We already discussed the ISACA auditing standards and if you have read the standards, you must have found that these are very brief. They are like commandments about what is expected from a CISA auditor who has to be in compliance with the ISACA auditing standards when performing an IS Audit. But these standards do not exactly specify in detail what is expected of an IS auditor and how he should perform an actual audit to remain in compliance with the ISACA IS audit standards.

This is where the ISACA IS audit guidelines come in. The main purpose of ISACA IS audit guidelines is to give a clear guideline about how to remain in compliance of the Standards. These guidelines are, therefore, important because ISACA encourages the IS auditor to read these to know how to apply the Standards during audit.

IS auditor is, however, not completely bound by these guidelines because these do not specify the actual audit tools he or she may use. That is left to the discretion of the auditor. But these guidelines must be considered by a CISA auditor.

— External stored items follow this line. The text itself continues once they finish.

use super::arrivals::ArrivalQueue;
use crate::process::{runtime_states, Process, ProcessState, Ticks};
use crate::timeline::Timeline;
use log::{debug, trace};
use std::collections::VecDeque;

/// Number of feedback levels; the last one runs processes to completion
pub const MLFQ_LEVELS: usize = 3;

/// Multi-level feedback queue with three strictly prioritized FIFO levels.
///
/// New processes enter level 0. A process that exhausts its level's quantum
/// is demoted one level; there is no promotion. Slices are never cut short:
/// an arrival during a slice joins level 0 right away but only competes at
/// the next dispatch decision.
pub(crate) fn schedule(processes: &[Process], q1_quantum: Ticks, q2_quantum: Ticks) -> Timeline {
    debug_assert!(q1_quantum > 0 && q2_quantum > 0);

    let quanta: [Option<Ticks>; MLFQ_LEVELS] = [Some(q1_quantum), Some(q2_quantum), None];
    let mut states = runtime_states(processes);
    let mut arrivals = ArrivalQueue::new(processes);
    let mut queues: [VecDeque<usize>; MLFQ_LEVELS] = Default::default();
    let mut timeline = Timeline::with_capacity(processes.len());
    let mut clock: Ticks = 0;

    loop {
        while let Some(idx) = arrivals.pop_arrived(clock) {
            enqueue_arrival(&mut states, &mut queues, idx);
        }

        let Some(idx) = queues.iter_mut().find_map(VecDeque::pop_front) else {
            match arrivals.peek_time() {
                Some(next_arrival) => {
                    clock = next_arrival;
                    continue;
                }
                None => break,
            }
        };

        let level = states[idx].queue_level;
        let quantum = quanta[level].unwrap_or(Ticks::MAX);
        let state = &mut states[idx];
        state.dispatch();
        let slice = state.run_for(quantum);
        trace!(
            "mlfq: {} runs {}..{} at level {}",
            state.id(),
            clock,
            clock + slice,
            level
        );
        timeline.push(state.id(), clock, clock + slice);
        clock += slice;

        // Arrivals strictly inside the slice
        while let Some(arrived) = arrivals.pop_arrived_before(clock) {
            enqueue_arrival(&mut states, &mut queues, arrived);
        }

        let state = &mut states[idx];
        if !state.is_finished() {
            state.mark_preempted();
            state.demote(MLFQ_LEVELS - 1);
            debug!(
                "mlfq: {} used its quantum, demoted to level {}",
                state.id(),
                state.queue_level
            );
            queues[state.queue_level].push_back(idx);
        }
    }

    timeline
}

fn enqueue_arrival(
    states: &mut [ProcessState],
    queues: &mut [VecDeque<usize>; MLFQ_LEVELS],
    idx: usize,
) {
    states[idx].admit();
    queues[states[idx].queue_level].push_back(idx);
}

#[cfg(test)]
mod tests {
    use super::*;
    use crate::timeline::ExecutionInterval;

    #[test]
    fn test_mlfq_reference_workload() {
        let processes = vec![
            Process::new("P1", 0, 10),
            Process::new("P2", 2, 5),
            Process::new("P3", 4, 8),
        ];
        assert_eq!(
            schedule(&processes, 4, 8).intervals(),
            &[
                ExecutionInterval::new("P1", 0, 4),
                ExecutionInterval::new("P2", 4, 8),
                ExecutionInterval::new("P3", 8, 12),
                ExecutionInterval::new("P1", 12, 18),
                ExecutionInterval::new("P2", 18, 19),
                ExecutionInterval::new("P3", 19, 23),
            ]
        );
    }

    #[test]
    fn test_mlfq_demotes_through_every_level() {
        let processes = vec![Process::new("P1", 0, 20)];
        assert_eq!(
            schedule(&processes, 4, 8).intervals(),
            &[
                ExecutionInterval::new("P1", 0, 4),
                ExecutionInterval::new("P1", 4, 12),
                ExecutionInterval::new("P1", 12, 20),
            ]
        );
    }

    #[test]
    fn test_mlfq_mid_slice_arrival_waits_for_slice_end() {
        let processes = vec![Process::new("A", 0, 10), Process::new("B", 1, 2)];
        assert_eq!(
            schedule(&processes, 4, 8).intervals(),
            &[
                ExecutionInterval::new("A", 0, 4),
                ExecutionInterval::new("B", 4, 6),
                ExecutionInterval::new("A", 6, 12),
            ]
        );
    }

    #[test]
    fn test_mlfq_bottom_level_runs_to_completion() {
        // B arrives while A is in its level-2 slice and must wait for A to finish
        let processes = vec![Process::new("A", 0, 30), Process::new("B", 13, 2)];
        assert_eq!(
            schedule(&processes, 4, 8).intervals(),
            &[
                ExecutionInterval::new("A", 0, 4),
                ExecutionInterval::new("A", 4, 12),
                ExecutionInterval::new("A", 12, 30),
                ExecutionInterval::new("B", 30, 32),
            ]
        );
    }

    #[test]
    fn test_mlfq_higher_level_preferred() {
        // C arrives at 4 and runs before B, which was demoted to level 1
        let processes = vec![Process::new("B", 0, 6), Process::new("C", 4, 3)];
        assert_eq!(
            schedule(&processes, 4, 8).intervals(),
            &[
                ExecutionInterval::new("B", 0, 4),
                ExecutionInterval::new("C", 4, 7),
                ExecutionInterval::new("B", 7, 9),
            ]
        );
    }

    #[test]
    fn test_mlfq_idle_gap() {
        let processes = vec![Process::new("P1", 5, 2)];
        assert_eq!(
            schedule(&processes, 4, 8).intervals(),
            &[ExecutionInterval::new("P1", 5, 7)]
        );
    }

    #[test]
    fn test_mlfq_demoted_process_starves_under_steady_arrivals() {
        let mut processes = vec![Process::new("long", 0, 20)];
        for i in 1..=5 {
            processes.push(Process::new(format!("A{}", i), 4 * i, 4));
        }

        let timeline = schedule(&processes, 4, 8);
        let long: Vec<_> = timeline.intervals_for("long").collect();
        assert_eq!(long[0], &ExecutionInterval::new("long", 0, 4));
        // no slice until the stream of level-0 arrivals dries up
        assert_eq!(long[1], &ExecutionInterval::new("long", 24, 32));
        assert_eq!(long[2], &ExecutionInterval::new("long", 32, 40));
    }
}
pub mod collector;
pub mod comparison;
pub mod summary;

pub use collector::{MetricsCollector, ProcessMetrics};
pub use comparison::PolicyComparison;
pub use summary::MetricsSummary;
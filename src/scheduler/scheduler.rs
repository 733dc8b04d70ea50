use super::{fifo, mlfq, policy::SchedulingPolicy, round_robin, sjf, stcf};
use crate::config::SchedulerConfig;
use crate::error::ScheduleError;
use crate::process::{validate_processes, Process};
use crate::timeline::Timeline;
use log::debug;

/// Validated entry point to the five policies.
///
/// Quanta are checked once in [`Scheduler::new`]; every call to
/// [`Scheduler::schedule`] checks its process batch before simulating, so a
/// bad batch never yields a partial timeline. The caller's process list is
/// only borrowed; each run works on its own copy.
#[derive(Debug, Clone, Default)]
pub struct Scheduler {
    config: SchedulerConfig,
}

impl Scheduler {
    pub fn new(config: SchedulerConfig) -> Result<Self, ScheduleError> {
        config.validate()?;
        Ok(Self { config })
    }

    pub fn config(&self) -> &SchedulerConfig {
        &self.config
    }

    /// Run one policy over `processes`
    pub fn schedule(
        &self,
        policy: SchedulingPolicy,
        processes: &[Process],
    ) -> Result<Timeline, ScheduleError> {
        validate_processes(processes)?;
        debug!(
            "Scheduling {} processes with {}",
            processes.len(),
            policy.display_name()
        );

        let timeline = match policy {
            SchedulingPolicy::Fifo => fifo::schedule(processes),
            SchedulingPolicy::Sjf => sjf::schedule(processes),
            SchedulingPolicy::Stcf => stcf::schedule(processes),
            SchedulingPolicy::RoundRobin => {
                round_robin::schedule(processes, self.config.time_quantum)
            }
            SchedulingPolicy::Mlfq => {
                mlfq::schedule(processes, self.config.q1_quantum, self.config.q2_quantum)
            }
        };

        debug!(
            "{} produced {} intervals, makespan {}",
            policy,
            timeline.len(),
            timeline.makespan()
        );
        Ok(timeline)
    }

    pub fn fifo(&self, processes: &[Process]) -> Result<Timeline, ScheduleError> {
        self.schedule(SchedulingPolicy::Fifo, processes)
    }

    pub fn sjf(&self, processes: &[Process]) -> Result<Timeline, ScheduleError> {
        self.schedule(SchedulingPolicy::Sjf, processes)
    }

    pub fn stcf(&self, processes: &[Process]) -> Result<Timeline, ScheduleError> {
        self.schedule(SchedulingPolicy::Stcf, processes)
    }

    pub fn round_robin(&self, processes: &[Process]) -> Result<Timeline, ScheduleError> {
        self.schedule(SchedulingPolicy::RoundRobin, processes)
    }

    pub fn mlfq(&self, processes: &[Process]) -> Result<Timeline, ScheduleError> {
        self.schedule(SchedulingPolicy::Mlfq, processes)
    }
}

/// Run one policy with an ad-hoc configuration
pub fn schedule(
    policy: SchedulingPolicy,
    processes: &[Process],
    config: &SchedulerConfig,
) -> Result<Timeline, ScheduleError> {
    Scheduler::new(config.clone())?.schedule(policy, processes)
}
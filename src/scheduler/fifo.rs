use crate::process::{arrival_order, Process, Ticks};
use crate::timeline::Timeline;
use log::trace;

/// First-come-first-served: run every process to completion in arrival order
pub(crate) fn schedule(processes: &[Process]) -> Timeline {
    let mut timeline = Timeline::with_capacity(processes.len());
    let mut clock: Ticks = 0;

    for idx in arrival_order(processes) {
        let process = &processes[idx];
        let start = clock.max(process.arrival_time);
        let end = start + process.burst_time;
        trace!("fifo: {} runs {}..{}", process.id, start, end);
        timeline.push(&process.id, start, end);
        clock = end;
    }

    timeline
}
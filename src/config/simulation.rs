use serde::Deserialize;

#[derive(Debug, Clone, PartialEq, Eq, Deserialize)]
#[serde(default)]
pub struct SimulationConfig {
    /// Run the selected policies on scoped worker threads
    pub parallel: bool,

    /// Reject process sets whose horizon (latest arrival + total burst)
    /// exceeds this many ticks
    pub max_simulated_time: u64,
}

impl Default for SimulationConfig {
    fn default() -> Self {
        Self {
            parallel: true,
            max_simulated_time: 1_000_000,
        }
    }
}
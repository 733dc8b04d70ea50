use crate::error::ScheduleError;
use serde::{Serialize, Serializer};
use std::fmt;
use std::str::FromStr;

/// Scheduling policy selecting which simulation produces the timeline
#[derive(Debug, Clone, Copy, PartialEq, Eq, Hash, PartialOrd, Ord)]
pub enum SchedulingPolicy {
    /// First-In-First-Out: run to completion in arrival order
    Fifo,
    /// Shortest Job First: non-preemptive, shortest burst among arrived processes
    Sjf,
    /// Shortest Time-to-Completion First: preemptive SJF
    Stcf,
    /// Round Robin with a fixed time quantum
    RoundRobin,
    /// Multi-Level Feedback Queue with three levels
    Mlfq,
}

impl SchedulingPolicy {
    /// Every policy, in canonical order
    pub const ALL: [SchedulingPolicy; 5] = [
        SchedulingPolicy::Fifo,
        SchedulingPolicy::Sjf,
        SchedulingPolicy::Stcf,
        SchedulingPolicy::RoundRobin,
        SchedulingPolicy::Mlfq,
    ];

    /// Short machine-friendly name
    pub fn name(&self) -> &'static str {
        match self {
            SchedulingPolicy::Fifo => "fifo",
            SchedulingPolicy::Sjf => "sjf",
            SchedulingPolicy::Stcf => "stcf",
            SchedulingPolicy::RoundRobin => "rr",
            SchedulingPolicy::Mlfq => "mlfq",
        }
    }

    /// Human-readable name for reports
    pub fn display_name(&self) -> &'static str {
        match self {
            SchedulingPolicy::Fifo => "First-In-First-Out",
            SchedulingPolicy::Sjf => "Shortest Job First",
            SchedulingPolicy::Stcf => "Shortest Time-to-Completion First",
            SchedulingPolicy::RoundRobin => "Round Robin",
            SchedulingPolicy::Mlfq => "Multi-Level Feedback Queue",
        }
    }

    pub fn is_preemptive(&self) -> bool {
        !matches!(self, SchedulingPolicy::Fifo | SchedulingPolicy::Sjf)
    }

    /// Parse a policy selection: `"all"` or a comma-separated list of names.
    /// Duplicates are dropped; canonical order is preserved.
    pub fn parse_selection(s: &str) -> Result<Vec<Self>, ScheduleError> {
        if s.trim().eq_ignore_ascii_case("all") {
            return Ok(Self::ALL.to_vec());
        }

        let mut policies = s
            .split(',')
            .map(str::trim)
            .filter(|name| !name.is_empty())
            .map(Self::from_str)
            .collect::<Result<Vec<_>, _>>()?;
        if policies.is_empty() {
            return Err(ScheduleError::UnknownPolicy(s.to_string()));
        }
        policies.sort();
        policies.dedup();
        Ok(policies)
    }
}

impl FromStr for SchedulingPolicy {
    type Err = ScheduleError;

    fn from_str(s: &str) -> Result<Self, Self::Err> {
        match s.to_lowercase().as_str() {
            "fifo" | "fcfs" => Ok(SchedulingPolicy::Fifo),
            "sjf" => Ok(SchedulingPolicy::Sjf),
            "stcf" | "srtf" | "psjf" => Ok(SchedulingPolicy::Stcf),
            "rr" | "round_robin" | "round-robin" => Ok(SchedulingPolicy::RoundRobin),
            "mlfq" => Ok(SchedulingPolicy::Mlfq),
            _ => Err(ScheduleError::UnknownPolicy(s.to_string())),
        }
    }
}

impl fmt::Display for SchedulingPolicy {
    fn fmt(&self, f: &mut fmt::Formatter<'_>) -> fmt::Result {
        f.write_str(self.name())
    }
}

impl Serialize for SchedulingPolicy {
    fn serialize<S: Serializer>(&self, serializer: S) -> Result<S::Ok, S::Error> {
        serializer.serialize_str(self.name())
    }
}
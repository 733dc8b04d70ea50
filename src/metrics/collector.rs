use super::summary::MetricsSummary;
use crate::process::{Process, Ticks};
use crate::timeline::{ExecutionInterval, Timeline};
use log::warn;
use serde::Serialize;
use std::collections::HashMap;

/// Derived statistics for one process in one run
#[derive(Debug, Clone, PartialEq, Eq, Serialize)]
pub struct ProcessMetrics {
    pub id: String,
    pub arrival_time: Ticks,
    pub burst_time: Ticks,
    /// First dispatch
    pub first_start: Ticks,
    pub completion_time: Ticks,
    /// completion - arrival
    pub turnaround_time: Ticks,
    /// turnaround - burst
    pub waiting_time: Ticks,
    /// first dispatch - arrival
    pub response_time: Ticks,
    pub num_intervals: usize,
    pub num_preemptions: usize,
}

/// Accumulates per-process statistics from a timeline
pub struct MetricsCollector<'a> {
    processes: &'a [Process],
    index: HashMap<&'a str, usize>,

    first_start: Vec<Option<Ticks>>,
    completion: Vec<Option<Ticks>>,
    cpu_time: Vec<Ticks>,
    num_intervals: Vec<usize>,

    busy_time: Ticks,
    makespan: Ticks,
    context_switches: usize,
    last_process: Option<usize>,
}

impl<'a> MetricsCollector<'a> {
    pub fn new(processes: &'a [Process]) -> Self {
        let index = processes
            .iter()
            .enumerate()
            .map(|(idx, p)| (p.id.as_str(), idx))
            .collect();
        let n = processes.len();

        Self {
            processes,
            index,
            first_start: vec![None; n],
            completion: vec![None; n],
            cpu_time: vec![0; n],
            num_intervals: vec![0; n],
            busy_time: 0,
            makespan: 0,
            context_switches: 0,
            last_process: None,
        }
    }

    /// Build a collector and feed it a whole timeline
    pub fn from_timeline(processes: &'a [Process], timeline: &Timeline) -> Self {
        let mut collector = Self::new(processes);
        for interval in timeline {
            collector.record_interval(interval);
        }
        collector
    }

    /// Record one execution interval; intervals must arrive in chronological order
    pub fn record_interval(&mut self, interval: &ExecutionInterval) {
        let Some(&idx) = self.index.get(interval.process_id.as_str()) else {
            warn!(
                "Ignoring interval for unknown process {:?}",
                interval.process_id
            );
            return;
        };

        if self.first_start[idx].is_none() {
            self.first_start[idx] = Some(interval.start_time);
        }
        self.completion[idx] = Some(interval.end_time);
        self.cpu_time[idx] += interval.duration();
        self.num_intervals[idx] += 1;

        if matches!(self.last_process, Some(last) if last != idx) {
            self.context_switches += 1;
        }
        self.last_process = Some(idx);
        self.busy_time += interval.duration();
        self.makespan = self.makespan.max(interval.end_time);
    }

    /// True when every process received exactly its burst time
    pub fn is_conserved(&self) -> bool {
        self.processes
            .iter()
            .zip(&self.cpu_time)
            .all(|(p, &cpu)| cpu == p.burst_time)
    }

    /// Metrics for every process that ran, in input order
    pub fn process_metrics(&self) -> Vec<ProcessMetrics> {
        self.processes
            .iter()
            .enumerate()
            .filter_map(|(idx, p)| {
                let first_start = self.first_start[idx]?;
                let completion_time = self.completion[idx]?;
                let turnaround_time = completion_time.saturating_sub(p.arrival_time);
                Some(ProcessMetrics {
                    id: p.id.clone(),
                    arrival_time: p.arrival_time,
                    burst_time: p.burst_time,
                    first_start,
                    completion_time,
                    turnaround_time,
                    waiting_time: turnaround_time.saturating_sub(p.burst_time),
                    response_time: first_start.saturating_sub(p.arrival_time),
                    num_intervals: self.num_intervals[idx],
                    num_preemptions: self.num_intervals[idx].saturating_sub(1),
                })
            })
            .collect()
    }

    pub fn summary(&self) -> MetricsSummary {
        MetricsSummary::from_process_metrics(
            &self.process_metrics(),
            self.makespan,
            self.busy_time,
            self.context_switches,
        )
    }
}
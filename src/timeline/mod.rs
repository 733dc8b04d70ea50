pub mod gantt;
pub mod interval;
pub mod timeline;

pub use gantt::render_gantt;
pub use interval::ExecutionInterval;
pub(crate) use timeline::IntervalRecorder;
pub use timeline::Timeline;
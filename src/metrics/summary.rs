use super::collector::ProcessMetrics;
use crate::process::Ticks;
use serde::Serialize;

/// Summary of one policy run
#[derive(Debug, Clone, PartialEq, Serialize)]
pub struct MetricsSummary {
    pub num_processes: usize,

    // Time accounting (ticks)
    pub makespan: Ticks,
    pub busy_time: Ticks,
    pub idle_time: Ticks,

    /// busy / makespan (0 for an empty run)
    pub cpu_utilization: f64,
    /// Completed processes per tick
    pub throughput: f64,

    // Per-process averages (ticks)
    pub avg_turnaround_time: f64,
    pub avg_waiting_time: f64,
    pub avg_response_time: f64,

    // Waiting time distribution
    pub waiting_p50: Ticks,
    pub waiting_p90: Ticks,
    pub max_waiting_time: Ticks,

    // Preemption metrics
    pub total_preemptions: usize,
    pub context_switches: usize,
}

impl MetricsSummary {
    pub fn from_process_metrics(
        metrics: &[ProcessMetrics],
        makespan: Ticks,
        busy_time: Ticks,
        context_switches: usize,
    ) -> Self {
        let n = metrics.len();
        let mut waiting: Vec<Ticks> = metrics.iter().map(|m| m.waiting_time).collect();
        waiting.sort_unstable();

        let ratio = |num: f64, den: Ticks| if den == 0 { 0.0 } else { num / den as f64 };

        Self {
            num_processes: n,
            makespan,
            busy_time,
            idle_time: makespan.saturating_sub(busy_time),
            cpu_utilization: ratio(busy_time as f64, makespan),
            throughput: ratio(n as f64, makespan),
            avg_turnaround_time: mean(metrics.iter().map(|m| m.turnaround_time)),
            avg_waiting_time: mean(metrics.iter().map(|m| m.waiting_time)),
            avg_response_time: mean(metrics.iter().map(|m| m.response_time)),
            waiting_p50: percentile(&waiting, 0.50),
            waiting_p90: percentile(&waiting, 0.90),
            max_waiting_time: waiting.last().copied().unwrap_or(0),
            total_preemptions: metrics.iter().map(|m| m.num_preemptions).sum(),
            context_switches,
        }
    }

    pub fn print(&self) {
        println!("  Processes:        {}", self.num_processes);
        println!(
            "  Makespan:         {} ticks ({} busy, {} idle)",
            self.makespan, self.busy_time, self.idle_time
        );
        println!("  CPU utilization:  {:.1}%", self.cpu_utilization * 100.0);
        println!("  Throughput:       {:.3} processes/tick", self.throughput);
        println!("  Avg turnaround:   {:.2}", self.avg_turnaround_time);
        println!(
            "  Avg waiting:      {:.2} (p50={}, p90={}, max={})",
            self.avg_waiting_time, self.waiting_p50, self.waiting_p90, self.max_waiting_time
        );
        println!("  Avg response:     {:.2}", self.avg_response_time);
        println!(
            "  Preemptions:      {} ({} context switches)",
            self.total_preemptions, self.context_switches
        );
    }
}

fn mean(values: impl Iterator<Item = Ticks>) -> f64 {
    let (sum, count) = values.fold((0u64, 0usize), |(s, c), v| (s + v, c + 1));
    if count == 0 {
        0.0
    } else {
        sum as f64 / count as f64
    }
}

/// Nearest-rank percentile over sorted samples
fn percentile(sorted: &[Ticks], p: f64) -> Ticks {
    if sorted.is_empty() {
        return 0;
    }
    let rank = ((p * sorted.len() as f64).ceil() as usize).clamp(1, sorted.len());
    sorted[rank - 1]
}

#[cfg(test)]
mod tests {
    use super::*;

    fn metric(waiting_time: Ticks, turnaround_time: Ticks, response_time: Ticks) -> ProcessMetrics {
        ProcessMetrics {
            id: "P".to_string(),
            arrival_time: 0,
            burst_time: turnaround_time - waiting_time,
            first_start: response_time,
            completion_time: turnaround_time,
            turnaround_time,
            waiting_time,
            response_time,
            num_intervals: 2,
            num_preemptions: 1,
        }
    }

    #[test]
    fn test_summary() {
        let metrics = vec![metric(5, 15, 0), metric(0, 5, 0), metric(11, 19, 11)];
        let summary = MetricsSummary::from_process_metrics(&metrics, 25, 23, 4);

        assert_eq!(summary.num_processes, 3);
        assert_eq!(summary.idle_time, 2);
        assert!((summary.cpu_utilization - 23.0 / 25.0).abs() < 1e-9);
        assert!((summary.throughput - 3.0 / 25.0).abs() < 1e-9);
        assert!((summary.avg_turnaround_time - 13.0).abs() < 1e-9);
        assert!((summary.avg_waiting_time - 16.0 / 3.0).abs() < 1e-9);
        assert!((summary.avg_response_time - 11.0 / 3.0).abs() < 1e-9);
        assert_eq!(summary.waiting_p50, 5);
        assert_eq!(summary.waiting_p90, 11);
        assert_eq!(summary.max_waiting_time, 11);
        assert_eq!(summary.total_preemptions, 3);
        assert_eq!(summary.context_switches, 4);
    }

    #[test]
    fn test_empty_summary() {
        let summary = MetricsSummary::from_process_metrics(&[], 0, 0, 0);
        assert_eq!(summary.num_processes, 0);
        assert_eq!(summary.cpu_utilization, 0.0);
        assert_eq!(summary.throughput, 0.0);
        assert_eq!(summary.avg_waiting_time, 0.0);
        assert_eq!(summary.max_waiting_time, 0);
    }

    #[test]
    fn test_percentile() {
        let samples: Vec<Ticks> = (1..=10).collect();
        assert_eq!(percentile(&samples, 0.5), 5);
        assert_eq!(percentile(&samples, 0.9), 9);
        assert_eq!(percentile(&samples, 1.0), 10);
        assert_eq!(percentile(&samples, 0.0), 1);
        assert_eq!(percentile(&[], 0.5), 0);
    }

    #[test]
    fn test_percentile_small_sample_uses_nearest_rank() {
        // rank ceil(0.9 * 3) = 3 picks the largest sample
        let waiting: Vec<Ticks> = vec![0, 1, 6];
        assert_eq!(percentile(&waiting, 0.5), 1);
        assert_eq!(percentile(&waiting, 0.9), 6);
    }
}
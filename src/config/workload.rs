use serde::Deserialize;

/// Random process-set generation, used when no explicit process list is given
#[derive(Debug, Clone, Deserialize)]
pub struct WorkloadConfig {
    /// Number of processes to generate
    pub num_processes: usize,

    /// Arrival pattern: "poisson", "uniform", "fixed_rate", "batched"
    #[serde(default = "default_arrival_pattern")]
    pub arrival_pattern: String,

    /// Mean arrivals per tick ("poisson" and "fixed_rate")
    #[serde(default = "default_arrival_rate")]
    pub arrival_rate: f64,

    /// Latest possible arrival tick ("uniform")
    #[serde(default = "default_max_arrival_time")]
    pub max_arrival_time: u64,

    /// Burst time distribution
    #[serde(default = "default_burst_time_dist")]
    pub burst_time_dist: BurstDistribution,

    /// Random seed for reproducibility
    #[serde(default)]
    pub seed: u64,
}

fn default_arrival_pattern() -> String {
    "poisson".to_string()
}

fn default_arrival_rate() -> f64 {
    0.5
}

fn default_max_arrival_time() -> u64 {
    20
}

fn default_burst_time_dist() -> BurstDistribution {
    BurstDistribution::Uniform { min: 1, max: 10 }
}

impl WorkloadConfig {
    /// A workload of `num_processes` with every other field at its default
    pub fn with_count(num_processes: usize, seed: u64) -> Self {
        Self {
            num_processes,
            arrival_pattern: default_arrival_pattern(),
            arrival_rate: default_arrival_rate(),
            max_arrival_time: default_max_arrival_time(),
            burst_time_dist: default_burst_time_dist(),
            seed,
        }
    }

    /// Reject parameter combinations the samplers cannot handle
    pub fn validate(&self) -> Result<(), String> {
        match self.arrival_pattern.to_lowercase().as_str() {
            "poisson" | "fixed_rate" => {
                if !(self.arrival_rate.is_finite() && self.arrival_rate > 0.0) {
                    return Err(format!(
                        "arrival_rate must be positive for the {} pattern (got {})",
                        self.arrival_pattern, self.arrival_rate
                    ));
                }
            }
            "uniform" | "batched" => {}
            other => return Err(format!("Unknown arrival pattern: {}", other)),
        }
        self.burst_time_dist.validate()
    }
}

#[derive(Debug, Clone, PartialEq, Deserialize)]
#[serde(tag = "type")]
pub enum BurstDistribution {
    #[serde(rename = "fixed")]
    Fixed { value: u64 },

    #[serde(rename = "uniform")]
    Uniform { min: u64, max: u64 },

    #[serde(rename = "normal")]
    Normal { mean: f64, std_dev: f64 },

    #[serde(rename = "lognormal")]
    LogNormal { mean: f64, std_dev: f64 },
}

impl BurstDistribution {
    pub fn validate(&self) -> Result<(), String> {
        match self {
            BurstDistribution::Fixed { value } if *value == 0 => {
                Err("fixed burst time must be positive".to_string())
            }
            BurstDistribution::Uniform { min, max } if min > max || *max == 0 => Err(format!(
                "uniform burst range is empty or zero (min={}, max={})",
                min, max
            )),
            BurstDistribution::Normal { std_dev, .. }
            | BurstDistribution::LogNormal { std_dev, .. }
                if !(std_dev.is_finite() && *std_dev >= 0.0) =>
            {
                Err(format!("std_dev must be finite and non-negative (got {})", std_dev))
            }
            _ => Ok(()),
        }
    }

    /// Sample a burst time; always at least 1 tick
    pub fn sample<R: rand::Rng>(&self, rng: &mut R) -> u64 {
        use rand_distr::Distribution;

        match self {
            BurstDistribution::Fixed { value } => (*value).max(1),
            BurstDistribution::Uniform { min, max } => rng.gen_range(*min..=*max).max(1),
            BurstDistribution::Normal { mean, std_dev } => {
                match rand_distr::Normal::new(*mean, *std_dev) {
                    Ok(normal) => normal.sample(rng).round().max(1.0) as u64,
                    Err(_) => mean.round().max(1.0) as u64,
                }
            }
            BurstDistribution::LogNormal { mean, std_dev } => {
                match rand_distr::LogNormal::new(*mean, *std_dev) {
                    Ok(lognormal) => lognormal.sample(rng).round().max(1.0) as u64,
                    Err(_) => mean.exp().round().max(1.0) as u64,
                }
            }
        }
    }
}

The ISACA IS guidelines also clearly state what is the intent and meaning of a standards, therefore, if IS auditor performs an audit which is according to the standards but is somehow in conflict with these guidelines then he must be prepared to justify this departure.

The guidelines cover all three parts of the standards i.e General, Performance and Reporting. A CISA exam candidate is not expected to remember all the guidelines numbers etc but he should be very clear about how these guidelines clarify the intent of the standards.

I personally did not read these guidelines during my reparation of CISA examination but I would recommend that you read these at least once because in exam you will encounter questions which are somewhat like : what an IS auditor will do in this or that situation? And these types of questions can be clearly answered if you have read the standards and the guidelines.

I would, therefore, recommend that you read these guidelines only once. That should be enough. Don’t overstress on these because all these concepts will be subsequently covered in the later chapters of the CISA Review Manual.